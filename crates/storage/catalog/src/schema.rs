//! Table schemas and the attribute types they're built from.

use crate::error::SchemaError;
use crate::tokenizer::Tokenizer;

/// The type of a single attribute's values.
#[derive(Debug, Clone, Copy, PartialEq, Eq)]
pub enum DataType {
    /// A fixed-width integer.
    Int,
    /// A fixed-length character string of `len` bytes.
    Char(u32),
    /// A variable-length character string with a maximum of `len` bytes.
    Varchar(u32),
}

/// A single column in a [`TableSchema`].
#[derive(Debug, Clone, PartialEq, Eq)]
pub struct Attribute {
    /// The attribute's name.
    pub name: String,
    /// The attribute's declared type.
    pub ty: DataType,
    /// The declared maximum size in bytes, for `Char`/`Varchar` attributes
    /// (`0` for `Int`).
    pub max_size: u32,
    /// Whether the attribute was declared `NOT NULL`.
    pub not_null: bool,
    /// Whether the attribute was declared `UNIQUE`.
    pub unique: bool,
}

/// The schema of a table: its name and ordered attribute list.
#[derive(Debug, Clone, PartialEq, Eq)]
pub struct TableSchema {
    /// The table's name.
    pub name: String,
    /// The table's attributes, in declaration order.
    pub attributes: Vec<Attribute>,
}

impl TableSchema {
    /// Parses a `CREATE TABLE name (attr TYPE[(len)] [NOT NULL] [UNIQUE], ...)`
    /// statement into a [`TableSchema`].
    pub fn from_sql(sql: &str) -> Result<Self, SchemaError> {
        let mut tokens = Tokenizer::new(sql);

        tokens.expect_keyword("CREATE")?;
        tokens.expect_keyword("TABLE")?;
        let name = tokens.expect_ident()?;
        tokens.expect_punct('(')?;

        let mut attributes = Vec::new();
        loop {
            let attr_name = tokens.expect_ident()?;
            let (ty, max_size) = parse_data_type(&mut tokens)?;

            let mut not_null = false;
            let mut unique = false;
            loop {
                match tokens.peek_keyword() {
                    Some(kw) if kw.eq_ignore_ascii_case("NOT") => {
                        tokens.expect_keyword("NOT")?;
                        tokens.expect_keyword("NULL")?;
                        not_null = true;
                    }
                    Some(kw) if kw.eq_ignore_ascii_case("UNIQUE") => {
                        tokens.expect_keyword("UNIQUE")?;
                        unique = true;
                    }
                    _ => break,
                }
            }

            attributes.push(Attribute {
                name: attr_name,
                ty,
                max_size,
                not_null,
                unique,
            });

            if tokens.try_punct(',') {
                continue;
            }
            tokens.expect_punct(')')?;
            break;
        }

        if attributes.is_empty() {
            return Err(SchemaError::Parse("table must declare at least one attribute".into()));
        }

        Ok(TableSchema { name, attributes })
    }
}

fn parse_data_type(tokens: &mut Tokenizer) -> Result<(DataType, u32), SchemaError> {
    let keyword = tokens.expect_ident()?;
    match keyword.to_ascii_uppercase().as_str() {
        "INT" => Ok((DataType::Int, 0)),
        "CHAR" => {
            tokens.expect_punct('(')?;
            let len = tokens.expect_number()?;
            tokens.expect_punct(')')?;
            Ok((DataType::Char(len), len))
        }
        "VARCHAR" => {
            tokens.expect_punct('(')?;
            let len = tokens.expect_number()?;
            tokens.expect_punct(')')?;
            Ok((DataType::Varchar(len), len))
        }
        other => Err(SchemaError::Parse(format!("unknown data type `{other}`"))),
    }
}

» **Action item**: Extract every line of the records above that contains the word "struct".

» **Answer to this task**:
pub struct Attribute {
pub struct TableSchema {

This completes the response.